A bold blueprint for school reforms
Acommission of education experts, set up to provide a blueprint for Scottish schooling in 50 years’ time, has called for a radical, bold approach rather than the small incremental steps that have failed to deliver transformational change to date.
An interim report published today by the School Reform Commission, chaired by former Clackmannanshire education director Keir Bloomer, suggests that the education system in Scotland has been too conformist and a victim of its past success.
“Successive governments have been faced with a system which was experiencing sufficient success to make change risky. The worst outcome for any minister would be to bring about deterioration in standards; hence there has been a reluctance to be radical or adventurous in educational reform,” states the commission, which was set up by two thinktanks, Reform Scotland and the Scottish Centre for Public Policy.
Today’s report warns that “better overall educational standards in Scotland are essential if we are even to maintain - much less improve upon - our quality of life and our contribution to world development”.
Scottish schools offer a good and remarkably even quality of education, but they are not “world leading”, it adds. And while Curriculum for Excellence potentially contains the seeds of significant improvement, it is “not clear that it has developed the kind of change processes that will be required to deliver success.”
The commission’s final report, due towards the end of the year, is expected to explore how to deliver transformational change.
Technology should be harnessed better to challenge some of the accepted norms of school organisation, such as fixed hours and class units, Mr Bloomer told TESS.

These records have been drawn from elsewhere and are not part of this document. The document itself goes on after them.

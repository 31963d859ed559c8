use std::collections::HashSet;

use log::debug;

use crate::{
    costs::GapCosts,
    error::{Error, Result},
    node_types::{NodeType, NodeTypeMap},
    score::Score,
    substitution_matrix::{SubstitutionMatrix, GAP},
    tree_sequence::{TaTable, TreeSequence},
};

use matrices::{CellEntry, Direction, DpMatrices, GapDirection, GapEntry};

mod matrices;
pub mod result;

#[cfg(test)]
mod tests;

pub use result::AlignmentResult;

/// Node type and gap cost of every residue of a sequence, precomputed in
/// sequence order, plus its T↔A association table.
struct SequenceProfile<'a> {
    sequence: &'a TreeSequence,
    types: Vec<NodeType>,
    gap_costs: Vec<Score>,
    ta_table: TaTable,
}

impl<'a> SequenceProfile<'a> {
    fn new(
        sequence: &'a TreeSequence,
        node_types: &NodeTypeMap,
        substitution_matrix: &SubstitutionMatrix,
    ) -> Result<Self> {
        let mut types = Vec::with_capacity(sequence.len());
        let mut gap_costs = Vec::with_capacity(sequence.len());
        for &residue in sequence.residues() {
            let node_type = node_types
                .classify(residue)
                .ok_or_else(|| Error::UnknownResidue {
                    name: sequence.name().to_owned(),
                    residue,
                })?;
            let gap_cost =
                substitution_matrix
                    .gap_cost(residue)
                    .ok_or(Error::UnknownResiduePair {
                        first: residue,
                        second: GAP,
                    })?;
            types.push(node_type);
            gap_costs.push(gap_cost);
        }

        let ta_table = TaTable::build(sequence, &types, &gap_costs)?;
        Ok(Self {
            sequence,
            types,
            gap_costs,
            ta_table,
        })
    }
}
use thiserror::Error;

pub type Result<T> = std::result::Result<T, Error>;

#[derive(Debug, Error)]
pub enum Error {
    #[error("An IO error occurred: {0}")]
    Io(#[from] std::io::Error),

    #[error("A parsing error occurred on string '{input}': {kind:?}")]
    Parser {
        input: String,
        kind: nom::error::ErrorKind,
    },

    #[error("Parsing was unsuccessful due to incomplete input: {0:?}")]
    ParserIncomplete(nom::Needed),

    /// A residue in an input sequence has no node type classification.
    #[error("residue '{residue}' in sequence '{name}' has no node type")]
    UnknownResidue { name: String, residue: char },

    /// A residue pair occurring in the inputs has no substitution matrix entry.
    #[error("residue pair ('{first}', '{second}') has no substitution matrix entry")]
    UnknownResiduePair { first: char, second: char },

    /// The A/T nesting of a tree sequence is unbalanced.
    #[error("sequence '{name}' is not a well-formed tree sequence: {kind}")]
    MalformedTree {
        name: String,
        kind: MalformedTreeKind,
    },

    /// Mirrored substitution matrix entries contradict each other.
    #[error(
        "contradictory substitution matrix entries for ('{first}', '{second}'): {left} vs {right}"
    )]
    IncompatibleMatrix {
        first: char,
        second: char,
        left: f64,
        right: f64,
    },

    /// A cost is not a finite number.
    #[error("cost '{name}' is not finite: {value}")]
    InvalidCost { name: &'static str, value: f64 },
}

#[derive(Debug, Clone, Copy, PartialEq, Eq)]
pub enum MalformedTreeKind {
    /// A closing T-node has no matching A-node.
    UnmatchedClose { index: usize },
    /// One or more A-nodes are never closed by a T-node.
    UnmatchedOpen { count: usize },
}

impl std::fmt::Display for MalformedTreeKind {
    fn fmt(&self, f: &mut std::fmt::Formatter<'_>) -> std::fmt::Result {
        match self {
            Self::UnmatchedClose { index } => {
                write!(f, "the T-node at index {index} has no matching A-node")
            }
            Self::UnmatchedOpen { count } => {
                write!(f, "{count} A-node(s) are never closed by a T-node")
            }
        }
    }
}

He believes England has been more successful than Scotland in challenging vested interests, creating diversity and handing autonomy to schools.
“A degree of institutional freedom of action in England has produced a greater range of success and failure in schools,” he said.

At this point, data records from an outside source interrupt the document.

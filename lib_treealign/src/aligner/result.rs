use std::fmt::{Display, Formatter};

use crate::score::{r64, Score};
use crate::substitution_matrix::GAP;

/// Outcome of aligning a target against a query.
#[derive(Debug, Clone, PartialEq)]
#[cfg_attr(feature = "serde", derive(serde::Serialize, serde::Deserialize))]
pub struct AlignmentResult {
    pub score: Score,
    pub target_name: String,
    pub query_name: String,
    pub target_alignment: String,
    pub query_alignment: String,
}

impl AlignmentResult {
    /// Total number of gap characters across both aligned strings.
    pub fn gap_count(&self) -> usize {
        self.target_gaps() + self.query_gaps()
    }

    /// Gaps beyond those forced by the length difference of the inputs.
    pub fn excess_gap_count(&self) -> usize {
        self.gap_count() - self.target_len().abs_diff(self.query_len())
    }

    /// Score divided by the shorter input length.
    pub fn short_normalized(&self) -> Score {
        self.score / r64(self.target_len().min(self.query_len()).max(1) as f64)
    }

    /// Score divided by the longer input length.
    pub fn long_normalized(&self) -> Score {
        self.score / r64(self.target_len().max(self.query_len()).max(1) as f64)
    }

    fn target_gaps(&self) -> usize {
        self.target_alignment.chars().filter(|&c| c == GAP).count()
    }

    fn query_gaps(&self) -> usize {
        self.query_alignment.chars().filter(|&c| c == GAP).count()
    }

    fn target_len(&self) -> usize {
        self.target_alignment.chars().count() - self.target_gaps()
    }

    fn query_len(&self) -> usize {
        self.query_alignment.chars().count() - self.query_gaps()
    }
}

impl Display for AlignmentResult {
    fn fmt(&self, f: &mut Formatter<'_>) -> std::fmt::Result {
        writeln!(f, "Score: {}", self.score)?;
        writeln!(f, "{}: {}", self.target_name, self.target_alignment)?;
        write!(f, "{}: {}", self.query_name, self.query_alignment)
    }
}
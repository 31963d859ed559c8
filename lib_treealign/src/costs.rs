use crate::error::Result;
use crate::score::{try_score, Score};

/// Gap penalties applied on top of the per-residue scores of the
/// substitution matrix.
#[derive(Debug, Clone, Copy, PartialEq, Eq)]
#[cfg_attr(feature = "serde", derive(serde::Serialize, serde::Deserialize))]
pub struct GapCosts {
    /// Penalty paid for every residue of a gap run, typically negative.
    pub gap: Score,
    /// Additional penalty paid once per maximal gap run, typically
    /// non-positive.
    pub gapopen: Score,
}

impl GapCosts {
    pub fn new(gap: f64, gapopen: f64) -> Result<Self> {
        Ok(Self {
            gap: try_score(gap, "gap")?,
            gapopen: try_score(gapopen, "gapopen")?,
        })
    }
}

“The OECD report of 2007 said it doesn’t matter all that much which school you go to in Scotland, although it does matter what background you come from. That is less true south of the border. So can we have the successes without the failure? That is the question - but it will be the final report which will say whether we have got an answer to that.”
Today’s report draws a sharp contrast with Shanghai’s educational success, highlighted in the 2009 Pisa (Programme for International Student Assessment) results.
“Our picture of a Chinese classroom is of 70-80 kids, chanting in unison, no individuality, and learning things by heart. That now seems to be an outdated stereotype of what it’s actually like,” said Mr Bloomer.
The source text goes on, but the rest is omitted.